The ratings agency positively assessed the bank’s “very strong” financial risk profile and said in a statement that the AfDB had “very strong capital adequacy, strong funding and liquidity, extraordinary shareholder support and adequacy of its governance and management”.
“We are therefore affirming our ‘AAA’ long-term issuer credit rating on the AfDB,” S&P Global stated on June 22.
The ratings agency also noted AfDB’s $115-billion capital increase, which was approved by shareholders in October 2019, and the replenishment to the African Development Fund, the bank’s concessional window, in December 2019.
The stable outlook reflects S&P Global’s expectation that, over the next two years, the AfDB will prudently manage its capital while maintaining solid levels of high-quality liquidity assets and robust funding.

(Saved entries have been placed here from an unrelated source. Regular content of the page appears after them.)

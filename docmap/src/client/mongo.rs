use super::DocumentClient;
use crate::{
    collection::{CollectionDefinition, CollectionRef, DocumentRef, FeedOptions, RequestOptions},
    errors::{Error, Result},
    projection::ID_FIELD,
    query::Query,
};
use futures_util::{
    FutureExt, StreamExt, TryStreamExt,
    future::BoxFuture,
    stream::{self, BoxStream},
};
use log::{debug, trace};
use mongodb::{
    Client, Collection, IndexModel,
    bson::{Document, doc, oid::ObjectId},
    error::{ErrorKind, WriteFailure},
    options::{ClientOptions, IndexOptions},
};

/// Collection recording the definitions of provisioned collections.
const METADATA_COLLECTION: &str = "_docmap_collections";

const DUPLICATE_KEY: i32 = 11000;

const NAMESPACE_EXISTS: i32 = 48;

/// [`DocumentClient`] backed by `MongoDB`.
///
/// Partition keys become an extra filter condition on the partition field, and a unique
/// index on the partition field and `id` keeps identifiers unique per partition.
#[derive(Clone, Debug)]
pub struct MongoClient {
    client: Client,
}

impl MongoClient {
    pub fn new(client: Client) -> Self {
        Self { client }
    }

    /// Connects to `url`, using `authorization_key` as the password when given.
    pub async fn connect(url: &str, authorization_key: Option<&str>) -> Result<Self> {
        let mut options = ClientOptions::parse(url).await?;

        if let Some(key) = authorization_key {
            let mut credential = options.credential.take().unwrap_or_default();
            credential.password = Some(key.to_owned());
            options.credential = Some(credential);
        }

        debug!("connecting to {url}");
        Ok(Self::new(Client::with_options(options)?))
    }

    fn collection(&self, collection: &CollectionRef) -> Collection<Document> {
        self.client
            .database(&collection.database_id)
            .collection(collection.id())
    }

    fn metadata(&self, database_id: &str) -> Collection<CollectionDefinition> {
        self.client
            .database(database_id)
            .collection(METADATA_COLLECTION)
    }
}

fn scoped_filter(collection: &CollectionRef, query: &Query, partition_key: Option<&str>) -> Document {
    let mut filter = query.to_document();

    if let (Some(field), Some(key)) = (collection.definition.partition_field(), partition_key) {
        filter.insert(field, key);
    }

    filter
}

fn without_object_id(mut document: Document) -> Document {
    document.remove("_id");
    document
}

fn is_duplicate_key(error: &mongodb::error::Error) -> bool {
    matches!(
        error.kind.as_ref(),
        ErrorKind::Write(WriteFailure::WriteError(write_error)) if write_error.code == DUPLICATE_KEY
    )
}

/// Another process created the collection between our check and our create.
fn is_namespace_exists(error: &mongodb::error::Error) -> bool {
    matches!(
        error.kind.as_ref(),
        ErrorKind::Command(command_error) if command_error.code == NAMESPACE_EXISTS
    )
}

fn unique_index(keys: Document) -> IndexModel {
    IndexModel::builder()
        .keys(keys)
        .options(IndexOptions::builder().unique(true).build())
        .build()
}

impl DocumentClient for MongoClient {
    fn read_collection<'a>(
        &'a self,
        database_id: &'a str,
        collection_id: &'a str,
    ) -> BoxFuture<'a, Result<Option<CollectionDefinition>>> {
        async move {
            let definition = self
                .metadata(database_id)
                .find_one(doc! { "id": collection_id })
                .await?;

            Ok(definition)
        }
        .boxed()
    }

    fn create_collection<'a>(
        &'a self,
        database_id: &'a str,
        definition: &'a CollectionDefinition,
    ) -> BoxFuture<'a, Result<()>> {
        async move {
            let database = self.client.database(database_id);

            match database.create_collection(&definition.id).await {
                Ok(()) => {}
                Err(error) if is_namespace_exists(&error) => {
                    debug!("collection `{}` already exists", definition.id);
                }
                Err(error) => return Err(error.into()),
            }

            let mut keys = Document::new();
            if let Some(field) = definition.partition_field() {
                keys.insert(field, 1);
            }
            keys.insert(ID_FIELD, 1);

            database
                .collection::<Document>(&definition.id)
                .create_index(unique_index(keys))
                .await?;

            let metadata = self.metadata(database_id);
            metadata.create_index(unique_index(doc! { "id": 1 })).await?;
            match metadata.insert_one(definition).await {
                Ok(_) => Ok(()),
                Err(error) if is_duplicate_key(&error) => {
                    Err(Error::Conflict(format!("{database_id}/colls/{}", definition.id)))
                }
                Err(error) => Err(error.into()),
            }
        }
        .boxed()
    }

    fn create_document<'a>(
        &'a self,
        collection: &'a CollectionRef,
        mut document: Document,
        options: &'a RequestOptions,
    ) -> BoxFuture<'a, Result<()>> {
        async move {
            collection.check_document_partition(&document, options)?;

            if !document.contains_key(ID_FIELD) {
                document.insert(ID_FIELD, ObjectId::new().to_hex());
            }
            let id = document.get_str(ID_FIELD).unwrap_or_default().to_owned();

            trace!("creating {}", collection.document(id.as_str()));
            match self.collection(collection).insert_one(document).await {
                Ok(_) => Ok(()),
                Err(error) if is_duplicate_key(&error) => {
                    Err(Error::Conflict(collection.document(id).to_string()))
                }
                Err(error) => Err(error.into()),
            }
        }
        .boxed()
    }

    fn query_documents<'a>(
        &'a self,
        collection: &'a CollectionRef,
        query: Query,
        options: FeedOptions,
    ) -> BoxStream<'a, Result<Document>> {
        stream::once(async move {
            collection.check_feed_scope(&options)?;

            let filter = scoped_filter(collection, &query, options.partition_key.as_deref());
            let handle = self.collection(collection);
            let mut find = handle.find(filter);
            if let Some(limit) = options.max_item_count {
                find = find.limit(i64::from(limit));
            }
            if let Some(skip) = options.skip {
                find = find.skip(skip);
            }

            let cursor = find.await?;
            Ok::<_, Error>(cursor.map_err(Error::from).map_ok(without_object_id))
        })
        .try_flatten()
        .boxed()
    }

    fn count_documents<'a>(
        &'a self,
        collection: &'a CollectionRef,
        query: Query,
        options: FeedOptions,
    ) -> BoxFuture<'a, Result<u64>> {
        async move {
            collection.check_feed_scope(&options)?;

            let filter = scoped_filter(collection, &query, options.partition_key.as_deref());
            let count = self.collection(collection).count_documents(filter).await?;

            Ok(count)
        }
        .boxed()
    }

    fn replace_document<'a>(
        &'a self,
        document_ref: &'a DocumentRef,
        mut document: Document,
        options: &'a RequestOptions,
    ) -> BoxFuture<'a, Result<()>> {
        async move {
            let collection = &document_ref.collection;
            collection.check_document_partition(&document, options)?;
            document.insert(ID_FIELD, document_ref.id.as_str());

            let filter = scoped_filter(
                collection,
                &Query::all().and_eq(ID_FIELD, document_ref.id.as_str()),
                options.partition_key.as_deref(),
            );

            trace!("replacing {document_ref}");
            let result = self
                .collection(collection)
                .replace_one(filter, document)
                .await?;

            if result.matched_count == 0 {
                return Err(Error::DocumentNotFound(document_ref.to_string()));
            }

            Ok(())
        }
        .boxed()
    }

    fn delete_document<'a>(
        &'a self,
        document_ref: &'a DocumentRef,
        options: &'a RequestOptions,
    ) -> BoxFuture<'a, Result<()>> {
        async move {
            let collection = &document_ref.collection;
            collection.check_request_scope(options)?;

            let filter = scoped_filter(
                collection,
                &Query::all().and_eq(ID_FIELD, document_ref.id.as_str()),
                options.partition_key.as_deref(),
            );

            trace!("deleting {document_ref}");
            let result = self.collection(collection).delete_one(filter).await?;

            if result.deleted_count == 0 {
                return Err(Error::DocumentNotFound(document_ref.to_string()));
            }

            Ok(())
        }
        .boxed()
    }

    fn supports_paging(&self) -> bool {
        true
    }
}

#[cfg(test)]
mod tests {
    use super::*;
    use crate::collection::CollectionDefinition;

    #[test]
    fn partition_key_becomes_a_filter_condition() {
        let collection = CollectionRef::new(
            "app",
            CollectionDefinition {
                id: "Entities".into(),
                partition_key_path: Some("/_DOCUMENT_TYPE".into()),
            },
        );

        let filter = scoped_filter(&collection, &Query::all().and_eq("id", "1"), Some("Order"));
        assert_eq!(filter, doc! { "id": "1", "_DOCUMENT_TYPE": "Order" });

        let filter = scoped_filter(&collection, &Query::all(), None);
        assert_eq!(filter, doc! {});
    }

    fn command_error(code: i32) -> mongodb::error::Error {
        let command_error = mongodb::bson::from_document(doc! {
            "code": code,
            "codeName": "NamespaceExists",
            "errmsg": "collection already exists",
        })
        .unwrap();
        ErrorKind::Command(command_error).into()
    }

    fn write_error(code: i32) -> mongodb::error::Error {
        let write_error = mongodb::bson::from_document(doc! {
            "code": code,
            "codeName": "DuplicateKey",
            "errmsg": "E11000 duplicate key error",
        })
        .unwrap();
        ErrorKind::Write(WriteFailure::WriteError(write_error)).into()
    }

    #[test]
    fn racing_creates_are_recognized() {
        assert!(is_namespace_exists(&command_error(NAMESPACE_EXISTS)));
        assert!(!is_namespace_exists(&command_error(13)));
        assert!(!is_namespace_exists(&write_error(DUPLICATE_KEY)));

        assert!(is_duplicate_key(&write_error(DUPLICATE_KEY)));
        assert!(!is_duplicate_key(&write_error(121)));
        assert!(!is_duplicate_key(&command_error(NAMESPACE_EXISTS)));
    }

    #[test]
    fn indexes_are_unique() {
        let index = unique_index(doc! { "id": 1 });
        assert_eq!(index.keys, doc! { "id": 1 });
        assert_eq!(index.options.and_then(|options| options.unique), Some(true));
    }

    #[test]
    fn object_ids_are_stripped() {
        let document = doc! { "_id": ObjectId::new(), "id": "1" };
        assert_eq!(without_object_id(document), doc! { "id": "1" });
    }
}
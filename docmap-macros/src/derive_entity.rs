use crate::{
    derive_fields::build_manifest,
    prelude::*,
    utils::{extract_named_fields, stored_fields},
};

#[derive(FromAttributes)]
#[darling(attributes(entity))]
struct Attributes {
    /// Discriminator stored with every document, the struct name by default.
    name: Option<String>,
}

pub fn derive_entity(item: TokenStream) -> Result<TokenStream> {
    let input = parse2::<DeriveInput>(item)?;

    let attributes = Attributes::from_attributes(&input.attrs)?;

    let fields_named = extract_named_fields(input.span(), input.data)?;
    let fields_span = fields_named.span();
    let fields = stored_fields(&input.attrs, fields_named)?;

    let id_fields = fields.iter().filter(|field| field.is_identifier()).collect_vec();
    let id_ty = match id_fields.as_slice() {
        [] => {
            return Err(Error::new(
                fields_span,
                "an entity must have an `id` field",
            ));
        }
        [field] => &field.ty,
        [_, field, ..] => {
            return Err(Error::new_spanned(
                &field.ident,
                "an entity must have exactly one `id` field",
            ));
        }
    };

    let type_name = LitStr::new(
        &attributes
            .name
            .unwrap_or_else(|| input.ident.to_string()),
        input.ident.span(),
    );

    let krate = krate();
    let ident = &input.ident;
    let (impl_generics, ty_generics, where_clause) = input.generics.split_for_impl();
    let field_names = fields.iter().map(|field| &field.name).collect_vec();

    let manifest = build_manifest(ident, &input.generics, &fields);

    let registration = if input.generics.params.is_empty() {
        quote! {
            #krate::inventory::submit! {
                #krate::meta::EntityMetadataWrapper(
                    #krate::meta::EntityMetadata::new(#type_name, &[ #( #field_names ),* ])
                )
            }
        }
    } else {
        quote! {}
    };

    Ok(quote! {
        #manifest

        impl #impl_generics #krate::Entity for #ident #ty_generics #where_clause {
            type Id = #id_ty;

            const TYPE_NAME: &'static str = #type_name;

            const FIELD_NAMES: &'static [&'static str] = &[ #( #field_names ),* ];
        }

        #registration
    })
}
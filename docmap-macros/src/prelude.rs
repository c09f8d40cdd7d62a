pub(crate) use crate::utils::{FieldConfig, extract, krate};
pub use darling::FromAttributes;
pub use heck::{
    ToKebabCase, ToLowerCamelCase, ToShoutyKebabCase, ToShoutySnakeCase, ToSnakeCase,
    ToUpperCamelCase,
};
pub use itertools::Itertools;
pub use proc_macro2::{Span, TokenStream};
pub use quote::quote;
pub use syn::{
    Attribute, Data, DeriveInput, Error, Expr, Field, Fields, FieldsNamed, Ident, LitStr,
    Result, Token, Type,
    ext::IdentExt,
    meta::ParseNestedMeta,
    parenthesized, parse2,
    spanned::Spanned,
    token,
};
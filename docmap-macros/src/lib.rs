#[warn(clippy::pedantic)]
mod derive_concept;
mod derive_entity;
mod derive_fields;
mod prelude;
mod utils;

fn expand<F: FnOnce(proc_macro2::TokenStream) -> syn::Result<proc_macro2::TokenStream>>(
    fun: F,
    input: proc_macro::TokenStream,
) -> proc_macro::TokenStream {
    fun(input.into())
        .unwrap_or_else(syn::Error::into_compile_error)
        .into()
}

/// Derives `Entity` together with its field manifest.
///
/// The struct must have exactly one field stored as `id` (any case). The discriminator
/// defaults to the struct name and can be set with `#[entity(name = "...")]`.
#[proc_macro_derive(Entity, attributes(entity))]
pub fn entity(input: proc_macro::TokenStream) -> proc_macro::TokenStream {
    expand(derive_entity::derive_entity, input)
}

/// Derives the field manifest of a nested type.
#[proc_macro_derive(Fields)]
pub fn fields(input: proc_macro::TokenStream) -> proc_macro::TokenStream {
    expand(derive_fields::derive_fields, input)
}

/// Derives `Concept` for a single-field tuple struct, plus conversions to and from the
/// wrapped value.
#[proc_macro_derive(Concept)]
pub fn concept(input: proc_macro::TokenStream) -> proc_macro::TokenStream {
    expand(derive_concept::derive_concept, input)
}
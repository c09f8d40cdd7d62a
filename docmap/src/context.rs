//! Typed access to the entities of one type.

use crate::{
    Entity,
    collection::CollectionRef,
    connection::Connection,
    errors::{Error, Result},
    fields::ToFieldValue,
    projection::{ID_FIELD, has_identifier, identifier_from, identifier_of, project, restore},
    query::{Paging, Query, QueryResult},
    strategy::CollectionStrategyExt,
};
use futures_util::{StreamExt, TryStreamExt, stream::BoxStream};
use log::{debug, trace};
use mongodb::bson::Document;
use std::{fmt, marker::PhantomData};

/// CRUD over entities of type `T`, stored wherever the connection's strategy puts them.
///
/// Every operation is a single round trip to the store and resolves once the store has
/// answered.
pub struct EntityContext<T: Entity> {
    connection: Connection,
    collection: CollectionRef,
    entity: PhantomData<fn() -> T>,
}

impl<T: Entity> Clone for EntityContext<T> {
    fn clone(&self) -> Self {
        Self {
            connection: self.connection.clone(),
            collection: self.collection.clone(),
            entity: PhantomData,
        }
    }
}

impl<T: Entity> fmt::Debug for EntityContext<T> {
    fn fmt(&self, f: &mut fmt::Formatter<'_>) -> fmt::Result {
        f.debug_struct("EntityContext")
            .field("entity_type", &T::TYPE_NAME)
            .field("collection", &self.collection)
            .finish_non_exhaustive()
    }
}

impl<T: Entity> EntityContext<T> {
    /// Resolves the collection of `T`, creating it when the store lacks it.
    ///
    /// Fails with [`Error::MissingIdentifier`] when `T` has no `id` field.
    pub async fn new(connection: Connection) -> Result<Self> {
        if !has_identifier(T::FIELD_NAMES) {
            return Err(Error::MissingIdentifier {
                entity_type: T::TYPE_NAME,
            });
        }

        let collection = connection.collection_for(T::TYPE_NAME).await?;

        Ok(Self {
            connection,
            collection,
            entity: PhantomData,
        })
    }

    pub fn collection(&self) -> &CollectionRef {
        &self.collection
    }

    /// Every stored entity of type `T`.
    ///
    /// The query runs when the stream is first polled, and again for every call.
    pub fn entities(&self) -> BoxStream<'_, Result<T>> {
        let strategy = self.connection.strategy();
        let options = strategy.feed_options_for::<T>();
        let query = strategy.query_for::<T>(Query::all());

        self.connection
            .client()
            .query_documents(&self.collection, query, options)
            .map(|document| document.and_then(restore::<T>))
            .boxed()
    }

    pub async fn insert(&self, entity: &T) -> Result<()> {
        let strategy = self.connection.strategy();

        let mut document = project(entity)?;
        strategy.document_for::<T>(&mut document);
        let options = strategy.request_options_for::<T>();

        debug!("inserting {} into `{}`", T::TYPE_NAME, self.collection.id());
        self.connection
            .client()
            .create_document(&self.collection, document, &options)
            .await
    }

    /// Replaces the stored document of `entity`.
    ///
    /// Nothing is written when no document with the entity's identifier exists.
    pub async fn update(&self, entity: &T) -> Result<()> {
        let id = identifier_of(entity)?;

        let Some(mut existing) = self.find_document(&id).await? else {
            debug!("{} `{id}` does not exist, skipping update", T::TYPE_NAME);
            return Ok(());
        };

        let strategy = self.connection.strategy();
        let mut document = project(entity)?;
        strategy.document_for::<T>(&mut document);
        document.remove(ID_FIELD);
        for (key, value) in document {
            existing.insert(key, value);
        }

        let stored_id = existing
            .get_str(ID_FIELD)
            .map_or_else(|_| id.clone(), ToOwned::to_owned);
        let options = strategy.request_options_for::<T>();

        debug!("updating {} `{stored_id}`", T::TYPE_NAME);
        self.connection
            .client()
            .replace_document(&self.collection.document(stored_id), existing, &options)
            .await
    }

    /// Same as [`update`](Self::update): entities that were never inserted stay absent.
    pub async fn save(&self, entity: &T) -> Result<()> {
        self.update(entity).await
    }

    pub async fn delete(&self, entity: &T) -> Result<()> {
        let id = identifier_of(entity)?;
        self.delete_document(id).await
    }

    /// Deletes the entity stored under `id`, given as `T::Id` or anything stringifying the
    /// same way, e.g. a `&str` for a `String` identifier.
    pub async fn delete_by_id<I: ToFieldValue + ?Sized>(&self, id: &I) -> Result<()> {
        let id = identifier_from::<T, _>(id)?;
        self.delete_document(id).await
    }

    /// The entity stored under `id`, if any.
    pub async fn get_by_id<I: ToFieldValue + ?Sized>(&self, id: &I) -> Result<Option<T>> {
        let id = identifier_from::<T, _>(id)?;

        self.find_document(&id).await?.map(restore::<T>).transpose()
    }

    /// Runs the query of [`entities`](Self::entities) to completion, one page at a time
    /// when `paging` is given.
    pub async fn execute(&self, paging: Option<Paging>) -> Result<QueryResult<T>> {
        let client = self.connection.client();
        let strategy = self.connection.strategy();
        let query = strategy.query_for::<T>(Query::all());

        if paging.is_some() && !client.supports_paging() {
            return Err(Error::Unsupported("paging"));
        }

        let mut options = strategy.feed_options_for::<T>();
        let total_items = client
            .count_documents(&self.collection, query.clone(), options.clone())
            .await?;

        if let Some(paging) = paging {
            options.max_item_count = Some(paging.size);
            options.skip = Some(paging.offset());
        }

        let items = client
            .query_documents(&self.collection, query, options)
            .map(|document| document.and_then(restore::<T>))
            .try_collect()
            .await?;

        Ok(QueryResult { total_items, items })
    }

    /// Changes are written by each operation as it runs; attaching does nothing.
    pub fn attach(&self, _entity: &T) {
        trace!("attach {} (no-op)", T::TYPE_NAME);
    }

    /// Changes are written by each operation as it runs; committing does nothing.
    pub fn commit(&self) {
        trace!("commit {} (no-op)", T::TYPE_NAME);
    }

    async fn delete_document(&self, id: String) -> Result<()> {
        let options = self.connection.strategy().request_options_for::<T>();

        debug!("deleting {} `{id}`", T::TYPE_NAME);
        self.connection
            .client()
            .delete_document(&self.collection.document(id), &options)
            .await
    }

    async fn find_document(&self, id: &str) -> Result<Option<Document>> {
        let query = Query::point(id, T::TYPE_NAME);
        let mut options = self.connection.strategy().feed_options_for::<T>();
        options.max_item_count = Some(1);

        trace!("{}", query.to_sql(self.collection.id()));
        let mut documents = self
            .connection
            .client()
            .query_documents(&self.collection, query, options);

        documents.try_next().await
    }
}
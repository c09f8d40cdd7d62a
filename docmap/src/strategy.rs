//! How entity types map onto physical collections.

use crate::{
    Entity,
    collection::{CollectionDefinition, FeedOptions, RequestOptions},
    projection::DOCUMENT_TYPE_FIELD,
    query::Query,
};
use mongodb::bson::Document;
use serde::{Deserialize, Serialize};
use std::{fmt::Debug, sync::Arc};

/// Decides which collection an entity type lives in and how requests for it are scoped.
///
/// Every method receives the entity's type name. [`CollectionStrategyExt`] offers the same
/// operations keyed by the entity type itself.
pub trait CollectionStrategy: Debug + Send + Sync {
    /// Name of the collection holding entities of the given type. Must be stable.
    fn collection_name_for(&self, entity_type: &str) -> String;

    /// Scopes the options of a query.
    fn handle_feed_options_for(&self, entity_type: &str, options: &mut FeedOptions);

    /// Scopes the options of a create, replace or delete request.
    fn handle_request_options_for(&self, entity_type: &str, options: &mut RequestOptions);

    /// Narrows a query to documents of the given type.
    fn handle_query_for(&self, entity_type: &str, query: Query) -> Query;

    /// Tags a freshly projected document.
    fn handle_document_for(&self, entity_type: &str, document: &mut Document);

    /// Called once, while the collection is being created.
    fn configure_collection_for_creation(&self, collection: &mut CollectionDefinition);
}

pub trait CollectionStrategyExt: CollectionStrategy {
    fn collection_name_of<E: Entity>(&self) -> String {
        self.collection_name_for(E::TYPE_NAME)
    }

    fn feed_options_for<E: Entity>(&self) -> FeedOptions {
        let mut options = FeedOptions::default();
        self.handle_feed_options_for(E::TYPE_NAME, &mut options);
        options
    }

    fn request_options_for<E: Entity>(&self) -> RequestOptions {
        let mut options = RequestOptions::default();
        self.handle_request_options_for(E::TYPE_NAME, &mut options);
        options
    }

    fn query_for<E: Entity>(&self, query: Query) -> Query {
        self.handle_query_for(E::TYPE_NAME, query)
    }

    fn document_for<E: Entity>(&self, document: &mut Document) {
        self.handle_document_for(E::TYPE_NAME, document);
    }
}

impl<S: CollectionStrategy + ?Sized> CollectionStrategyExt for S {}

/// All entity types share one collection called `Entities`, partitioned by the
/// discriminator.
#[derive(Clone, Copy, Debug, Default)]
pub struct MultipleEntitiesInOneCollection;

impl MultipleEntitiesInOneCollection {
    pub const COLLECTION_NAME: &'static str = "Entities";
}

impl CollectionStrategy for MultipleEntitiesInOneCollection {
    fn collection_name_for(&self, _entity_type: &str) -> String {
        Self::COLLECTION_NAME.to_owned()
    }

    fn handle_feed_options_for(&self, entity_type: &str, options: &mut FeedOptions) {
        options.partition_key = Some(entity_type.to_owned());
    }

    fn handle_request_options_for(&self, entity_type: &str, options: &mut RequestOptions) {
        options.partition_key = Some(entity_type.to_owned());
    }

    fn handle_query_for(&self, entity_type: &str, query: Query) -> Query {
        query.and_eq(DOCUMENT_TYPE_FIELD, entity_type)
    }

    fn handle_document_for(&self, entity_type: &str, document: &mut Document) {
        document.insert(DOCUMENT_TYPE_FIELD, entity_type);
    }

    fn configure_collection_for_creation(&self, collection: &mut CollectionDefinition) {
        collection.partition_key_path = Some(format!("/{DOCUMENT_TYPE_FIELD}"));
    }
}

/// Every entity type gets a collection of its own, named after the type.
#[derive(Clone, Copy, Debug, Default)]
pub struct CollectionPerEntity;

impl CollectionStrategy for CollectionPerEntity {
    fn collection_name_for(&self, entity_type: &str) -> String {
        entity_type.to_owned()
    }

    fn handle_feed_options_for(&self, _entity_type: &str, _options: &mut FeedOptions) {}

    fn handle_request_options_for(&self, _entity_type: &str, _options: &mut RequestOptions) {}

    fn handle_query_for(&self, entity_type: &str, query: Query) -> Query {
        query.and_eq(DOCUMENT_TYPE_FIELD, entity_type)
    }

    fn handle_document_for(&self, entity_type: &str, document: &mut Document) {
        document.insert(DOCUMENT_TYPE_FIELD, entity_type);
    }

    fn configure_collection_for_creation(&self, _collection: &mut CollectionDefinition) {}
}

/// Strategy selector used by configuration.
#[derive(Clone, Copy, Debug, Default, PartialEq, Eq, Serialize, Deserialize)]
#[serde(rename_all = "camelCase")]
pub enum StrategyKind {
    #[default]
    MultipleEntitiesInOneCollection,
    CollectionPerEntity,
}

impl StrategyKind {
    pub fn build(self) -> Arc<dyn CollectionStrategy> {
        match self {
            Self::MultipleEntitiesInOneCollection => Arc::new(MultipleEntitiesInOneCollection),
            Self::CollectionPerEntity => Arc::new(CollectionPerEntity),
        }
    }
}
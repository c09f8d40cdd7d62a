use crate::{
    errors::{Error, Result},
    strategy::{CollectionStrategy, StrategyKind},
};
use serde::{Deserialize, Serialize};
use std::{env, fmt, sync::Arc};

pub const URL_VAR: &str = "DOCMAP_URL";
pub const DATABASE_ID_VAR: &str = "DOCMAP_DATABASE_ID";
pub const AUTHORIZATION_KEY_VAR: &str = "DOCMAP_AUTHORIZATION_KEY";
pub const STRATEGY_VAR: &str = "DOCMAP_STRATEGY";

/// Settings needed to open a [`Connection`](crate::Connection).
#[derive(Clone, Default, Serialize, Deserialize)]
#[serde(rename_all = "camelCase")]
pub struct EntityContextConfiguration {
    /// Connection string of the store.
    pub url: Option<String>,
    pub database_id: Option<String>,
    pub authorization_key: Option<String>,
    #[serde(default)]
    pub strategy: StrategyKind,
}

impl fmt::Debug for EntityContextConfiguration {
    fn fmt(&self, f: &mut fmt::Formatter<'_>) -> fmt::Result {
        f.debug_struct("EntityContextConfiguration")
            .field("url", &self.url)
            .field("database_id", &self.database_id)
            .field(
                "authorization_key",
                &self.authorization_key.as_ref().map(|_| "<redacted>"),
            )
            .field("strategy", &self.strategy)
            .finish()
    }
}

impl EntityContextConfiguration {
    pub fn new(url: impl Into<String>, database_id: impl Into<String>) -> Self {
        Self {
            url: Some(url.into()),
            database_id: Some(database_id.into()),
            ..Self::default()
        }
    }

    pub fn with_authorization_key(mut self, key: impl Into<String>) -> Self {
        self.authorization_key = Some(key.into());
        self
    }

    pub fn with_strategy(mut self, strategy: StrategyKind) -> Self {
        self.strategy = strategy;
        self
    }

    /// Reads the configuration from `DOCMAP_*` environment variables, loading a `.env`
    /// file first when one exists.
    pub fn from_env() -> Result<Self> {
        let _ = dotenvy::dotenv();

        Self::from_lookup(|name| env::var(name).ok())
    }

    fn from_lookup(lookup: impl Fn(&str) -> Option<String>) -> Result<Self> {
        let strategy = match lookup(STRATEGY_VAR) {
            Some(value) => parse_strategy(&value)?,
            None => StrategyKind::default(),
        };

        Ok(Self {
            url: lookup(URL_VAR),
            database_id: lookup(DATABASE_ID_VAR),
            authorization_key: lookup(AUTHORIZATION_KEY_VAR),
            strategy,
        })
    }

    /// Checks that every required setting is present. Values are not interpreted.
    pub fn validate(&self) -> Result<()> {
        if self.url.as_deref().is_none_or(str::is_empty) {
            return Err(Error::MissingSetting("url"));
        }
        if self.database_id.as_deref().is_none_or(str::is_empty) {
            return Err(Error::MissingSetting("databaseId"));
        }

        Ok(())
    }

    pub fn collection_strategy(&self) -> Arc<dyn CollectionStrategy> {
        self.strategy.build()
    }
}

fn parse_strategy(value: &str) -> Result<StrategyKind> {
    match value {
        "multipleEntitiesInOneCollection" | "MultipleEntitiesInOneCollection" => {
            Ok(StrategyKind::MultipleEntitiesInOneCollection)
        }
        "collectionPerEntity" | "CollectionPerEntity" => Ok(StrategyKind::CollectionPerEntity),
        other => Err(Error::InvalidSetting {
            name: STRATEGY_VAR,
            reason: format!("unknown strategy `{other}`"),
        }),
    }
}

S&P expects that “shareholders will remain supportive by providing timely capital payments”; that the bank “will continue benefiting from preferred creditor treatment" and that it will “prudently manage growth in private-sector lending in a way that’s aligned with its mandate”.
The rating agency’s report further noted that the “AfDB will play a key role supporting the region, particularly in the context of Covid-19”.
The institution approved an up to $10-billion relief package for 2020, of which $6.9-billion will be financed by AfDB and the remainder through its concessional lending window.
Commenting on the rating by S&P, AfDB president Akinwumi Adesina said the bank was “delighted with and welcomed S&P Global’s decision to affirm the Bank’s AAA/A-1+ rating”.
According to Adesina, the rating reflects the bank’s strong financial position and risk management, as well as its sound governance.
“We will continue to maintain these standards, with the strong support of all our shareholders, as we deliver much needed financial, knowledge and policy support to our regional member countries during and after this period of the Covid-19 pandemic,” Adesina noted.